4. Adopt a coordinated approach and promote partnership, convergence and synergy among R&D, processing and marketing agencies in public as well as private sectors, at the national, regional, state and sub-state levels.
5. Promote FPOs and their tie up with Market Aggregators (MAs) and Financial Institutions (FIs) to support and ensure adequate returns to farmers.
6. Support capacity-building and Human Resource Development at all levels, including, change in syllabus and curriculum of courses at Colleges, Universities, ITIs, Polytechnics, as appropriate.
Transforming dairy industry:
The state government must play the role of facilitator in transforming dairy farmers into dairy entrepreneurs in the state. Essentially it needs to effectively provide the following support to the farmers:
1. Develop and disseminate appropriate smallholder-based dairy technology.
2. Facilitating collective arrangements that will enable cooperatives to acquire dairy animals, feeds, veterinary and other supplies, materials, equipment, services of all kinds and other dairy inputs under favourable terms.
3. Encouraging commercial dairy farming and increase production and productivity by extension and breed development.
4. Ensuring availability of smaller processing facilities. Small milk collection machines could be purchased for a community of farmers and used collectively. This will address one of the biggest issues in the dairy industry that of unhygienic milk collection.
5. Providing a forum for the members of cooperatives to discuss common problems affecting production, marketing and the cooperatives' relationships with the authority.

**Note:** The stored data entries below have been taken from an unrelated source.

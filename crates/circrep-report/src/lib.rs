//! Hourly circuit-usage reconciliation and report rendering.
//!
//! Data flows leaf-first: [`period::infer_period`] picks the reporting month,
//! [`merge::derive_defaults`] seeds identifiers, [`grid::HourlyGrid`] lays out
//! every hour of that month, [`merge::merge_records`] overlays telemetry, and
//! [`aggregate::grand_total`] summarises it. [`report::reconcile`] runs the
//! whole chain for one circuit.

pub mod aggregate;
pub mod error;
pub mod export;
pub mod format;
pub mod grid;
pub mod merge;
pub mod period;
pub mod report;
pub mod sheet;
pub mod timestamp;

pub use aggregate::grand_total;
pub use error::{ExportError, SheetError};
pub use export::{CsvExporter, PdfExporter, ReportExporter};
pub use grid::{GridCell, HourlyGrid};
pub use merge::{derive_defaults, merge_records, BatchDefaults};
pub use period::{infer_period, ReportingPeriod};
pub use report::{reconcile, CircuitReport};
pub use sheet::{read_circuit_sheet, CircuitSheet};
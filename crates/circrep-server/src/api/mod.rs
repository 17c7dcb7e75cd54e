mod reports;

use axum::{
    extract::{DefaultBodyLimit, State},
    http::{header, HeaderName, Method, StatusCode},
    response::IntoResponse,
    routing::{get, post},
    Extension, Json, Router,
};
use chrono::{DateTime, Utc};
use circrep_engine::JobEngine;
use circrep_telemetry::SoapTelemetryClient;
use serde::Serialize;
use tower::ServiceBuilder;
use tower_http::cors::CorsLayer;
use tower_http::trace::TraceLayer;

use crate::middleware::{request_id, RequestId, REQUEST_ID_HEADER};

#[derive(Clone)]
pub struct AppState {
    pub engine: JobEngine<SoapTelemetryClient>,
    pub max_upload_bytes: usize,
}

#[derive(Debug, Serialize)]
pub struct ApiResponse<T: Serialize> {
    pub data: T,
    pub meta: ResponseMeta,
}

#[derive(Debug, Serialize)]
pub struct ResponseMeta {
    pub request_id: String,
    pub timestamp: DateTime<Utc>,
}

#[derive(Debug, Serialize)]
pub struct ApiError {
    pub error: ErrorBody,
    pub meta: ResponseMeta,
}

#[derive(Debug, Serialize)]
pub struct ErrorBody {
    pub code: String,
    pub message: String,
}

#[derive(Debug, Serialize, PartialEq, Eq)]
struct HealthData {
    status: &'static str,
    jobs: usize,
}

impl ResponseMeta {
    pub(super) fn new(request_id: String) -> Self {
        Self {
            request_id,
            timestamp: Utc::now(),
        }
    }
}

impl ApiError {
    pub fn new(
        request_id: impl Into<String>,
        code: impl Into<String>,
        message: impl Into<String>,
    ) -> Self {
        Self {
            error: ErrorBody {
                code: code.into(),
                message: message.into(),
            },
            meta: ResponseMeta::new(request_id.into()),
        }
    }
}

impl IntoResponse for ApiError {
    fn into_response(self) -> axum::response::Response {
        let status = match self.error.code.as_str() {
            "not_found" => StatusCode::NOT_FOUND,
            "bad_request" | "validation_error" => StatusCode::BAD_REQUEST,
            "conflict" => StatusCode::CONFLICT,
            "payload_too_large" => StatusCode::PAYLOAD_TOO_LARGE,
            _ => StatusCode::INTERNAL_SERVER_ERROR,
        };
        (status, Json(self)).into_response()
    }
}

fn build_cors() -> CorsLayer {
    CorsLayer::new()
        .allow_origin(tower_http::cors::Any)
        .allow_methods([Method::GET, Method::POST])
        .allow_headers([
            header::CONTENT_TYPE,
            HeaderName::from_static(REQUEST_ID_HEADER),
        ])
        .expose_headers([
            header::CONTENT_DISPOSITION,
            HeaderName::from_static(REQUEST_ID_HEADER),
        ])
}

fn report_routes(max_upload_bytes: usize) -> Router<AppState> {
    Router::new()
        .route(
            "/api/v1/reports",
            post(reports::submit_report).layer(DefaultBodyLimit::max(max_upload_bytes)),
        )
        .route("/api/v1/reports/{job_id}", get(reports::get_report_status))
        .route("/api/v1/reports/{job_id}/logs", get(reports::drain_report_logs))
        .route(
            "/api/v1/reports/{job_id}/cancel",
            post(reports::cancel_report),
        )
        .route(
            "/api/v1/reports/{job_id}/download",
            get(reports::download_report),
        )
}

pub fn build_app(state: AppState) -> Router {
    let public_routes = Router::new().route("/api/v1/health", get(health));

    Router::new()
        .merge(public_routes)
        .merge(report_routes(state.max_upload_bytes))
        .layer(
            ServiceBuilder::new()
                .layer(TraceLayer::new_for_http())
                .layer(build_cors())
                .layer(axum::middleware::from_fn(request_id)),
        )
        .with_state(state)
}

async fn health(
    State(state): State<AppState>,
    Extension(req_id): Extension<RequestId>,
) -> Json<ApiResponse<HealthData>> {
    Json(ApiResponse {
        data: HealthData {
            status: "ok",
            jobs: state.engine.store().len(),
        },
        meta: ResponseMeta::new(req_id.0),
    })
}
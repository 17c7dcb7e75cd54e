//! Tolerant parsing of telemetry timestamps.
//!
//! Two shapes are accepted:
//! - structured `{ "date": "YYYY-MM-DD HH:MM:SS[.ffffff]" }`
//! - plain `"DD/MM/YYYY HH"` (optionally `"DD/MM/YYYY HH:MM"`)
//!
//! A plain string in the structured layout is accepted as well. Every parsed
//! value is floored to the start of its hour.

use chrono::{NaiveDate, NaiveDateTime, NaiveTime, Timelike};
use circrep_core::RawTimestamp;

const STRUCTURED_FORMATS: [&str; 3] = ["%Y-%m-%d %H:%M:%S%.f", "%Y-%m-%d %H:%M:%S", "%Y-%m-%d %H:%M"];

/// Display format of a grid slot, e.g. `2024-01-15 13.00.00`.
pub const SLOT_FORMAT: &str = "%Y-%m-%d %H.%M.%S";

/// Parses a raw timestamp into the hour slot it belongs to.
#[must_use]
pub fn parse_slot(raw: &RawTimestamp) -> Option<NaiveDateTime> {
    let parsed = match raw {
        RawTimestamp::Structured(s) => parse_structured(s),
        RawTimestamp::Text(s) => parse_structured(s).or_else(|| parse_day_first(s)),
        RawTimestamp::Missing | RawTimestamp::Other(_) => None,
    }?;
    floor_to_hour(parsed)
}

/// Renders a raw timestamp for diagnostics.
#[must_use]
pub fn describe(raw: &RawTimestamp) -> String {
    match raw {
        RawTimestamp::Structured(s) => format!("{{\"date\": {s:?}}}"),
        RawTimestamp::Text(s) => format!("{s:?}"),
        RawTimestamp::Missing => "<missing>".to_string(),
        RawTimestamp::Other(s) => s.clone(),
    }
}

#[must_use]
pub fn format_slot(slot: NaiveDateTime) -> String {
    slot.format(SLOT_FORMAT).to_string()
}

fn parse_structured(s: &str) -> Option<NaiveDateTime> {
    let s = s.trim();
    STRUCTURED_FORMATS
        .iter()
        .find_map(|fmt| NaiveDateTime::parse_from_str(s, fmt).ok())
}

fn parse_day_first(s: &str) -> Option<NaiveDateTime> {
    let mut parts = s.split_whitespace();
    let date = NaiveDate::parse_from_str(parts.next()?, "%d/%m/%Y").ok()?;
    let time = parts.next()?;
    if parts.next().is_some() {
        return None;
    }

    let (hour, minute) = match time.split_once(':') {
        Some((h, m)) => (h.parse::<u32>().ok()?, m.parse::<u32>().ok()?),
        None => (time.parse::<u32>().ok()?, 0),
    };
    let time = NaiveTime::from_hms_opt(hour, minute, 0)?;
    Some(date.and_time(time))
}

fn floor_to_hour(dt: NaiveDateTime) -> Option<NaiveDateTime> {
    dt.date().and_hms_opt(dt.hour(), 0, 0)
}

#[cfg(test)]
mod tests {
    use super::*;

    fn slot(s: &str) -> NaiveDateTime {
        NaiveDateTime::parse_from_str(s, "%Y-%m-%d %H:%M:%S").unwrap()
    }

    #[test]
    fn structured_with_microseconds() {
        let raw = RawTimestamp::Structured("2024-01-15 13:00:00.000000".to_string());
        assert_eq!(parse_slot(&raw), Some(slot("2024-01-15 13:00:00")));
    }

    #[test]
    fn structured_without_fraction_is_floored() {
        let raw = RawTimestamp::Structured("2024-01-15 13:47:12".to_string());
        assert_eq!(parse_slot(&raw), Some(slot("2024-01-15 13:00:00")));
    }

    #[test]
    fn plain_day_first_hour() {
        let raw = RawTimestamp::Text("03/02/2024 07".to_string());
        assert_eq!(parse_slot(&raw), Some(slot("2024-02-03 07:00:00")));
    }

    #[test]
    fn plain_day_first_with_minutes() {
        let raw = RawTimestamp::Text("03/02/2024 23:59".to_string());
        assert_eq!(parse_slot(&raw), Some(slot("2024-02-03 23:00:00")));
    }

    #[test]
    fn plain_string_in_structured_layout() {
        let raw = RawTimestamp::Text("2024-02-03 05:00:00.5".to_string());
        assert_eq!(parse_slot(&raw), Some(slot("2024-02-03 05:00:00")));
    }

    #[test]
    fn rejects_out_of_range_hour_and_garbage() {
        assert_eq!(parse_slot(&RawTimestamp::Text("03/02/2024 24".to_string())), None);
        assert_eq!(parse_slot(&RawTimestamp::Text("yesterday".to_string())), None);
        assert_eq!(parse_slot(&RawTimestamp::Structured("15/01/2024 13".to_string())), None);
        assert_eq!(parse_slot(&RawTimestamp::Missing), None);
        assert_eq!(parse_slot(&RawTimestamp::Other("42".to_string())), None);
    }

    #[test]
    fn slot_format_uses_dots() {
        assert_eq!(format_slot(slot("2024-01-05 09:00:00")), "2024-01-05 09.00.00");
    }
}
mod api;
mod middleware;
mod scheduler;

use std::sync::Arc;

use circrep_engine::{default_exporters, EngineConfig, JobEngine};
use circrep_telemetry::SoapTelemetryClient;
use tracing_subscriber::EnvFilter;

use crate::api::{build_app, AppState};

#[tokio::main]
async fn main() -> anyhow::Result<()> {
    dotenvy::dotenv().ok();
    let config = Arc::new(circrep_core::load_app_config()?);
    let env_filter = EnvFilter::try_from_default_env()
        .or_else(|_| EnvFilter::try_new(config.log_level.clone()))?;
    tracing_subscriber::fmt().with_env_filter(env_filter).init();

    let client = SoapTelemetryClient::new(&config)?;
    let engine = JobEngine::new(
        client,
        EngineConfig::from(config.as_ref()),
        default_exporters(config.report_font_path.as_deref()),
    );

    let _scheduler =
        scheduler::build_scheduler(Arc::clone(engine.store()), Arc::clone(&config)).await?;

    let app = build_app(AppState {
        engine,
        max_upload_bytes: config.max_upload_bytes,
    });

    let listener = tokio::net::TcpListener::bind(config.bind_addr).await?;
    tracing::info!(
        bind_addr = %config.bind_addr,
        env = %config.env,
        telemetry_url = %config.telemetry_url,
        "circrep-server listening"
    );
    axum::serve(listener, app)
        .with_graceful_shutdown(shutdown_signal())
        .await?;
    Ok(())
}

async fn shutdown_signal() {
    let ctrl_c = async {
        tokio::signal::ctrl_c()
            .await
            .expect("failed to listen for ctrl-c");
    };

    #[cfg(unix)]
    let terminate = async {
        tokio::signal::unix::signal(tokio::signal::unix::SignalKind::terminate())
            .expect("failed to install signal handler")
            .recv()
            .await;
    };

    #[cfg(not(unix))]
    let terminate = std::future::pending::<()>();

    tokio::select! {
        () = ctrl_c => {},
        () = terminate => {},
    }

    tracing::info!("received shutdown signal, starting graceful shutdown");
}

United AP had highest share in no. of registered food processing industries & people engaged therein:
United Andhra Pradesh state had topped with highest share of 14.5 per cent in the total number of people engaged in food processing sector across India as of 2011-12, according to an ASSOCHAM analysis of Annual Survey of Industries conducted by the Ministry of Statistics and Programme Implementation (MoSPI).
Besides, erstwhile AP also garnered highest share of over 25 per cent in the total number of registered food processing industries in India, according to an analysis of Annual Survey of Industries, 2010-11.
A total of about 18 lakh people were engaged in over 35,800 registered food processing units across India as of 2011-12. Of these food sector employed over 16.2 lakh people while over 1.4 lakh people had been engaged in beverage processing sector.
Of the total number of food processing units across India, united Andhra Pradesh had over 9,300 registered units employing about 2.6 lakh employees, further noted the analysis conducted by the ASSOCHAM Economic Research Bureau.
Majority of food processing units in the erstwhile AP were in food sector (over 8,700 units) that also employed over 2.3 lakh people while there were over 280 units in the beverage sector employing over 20,000 people in the state.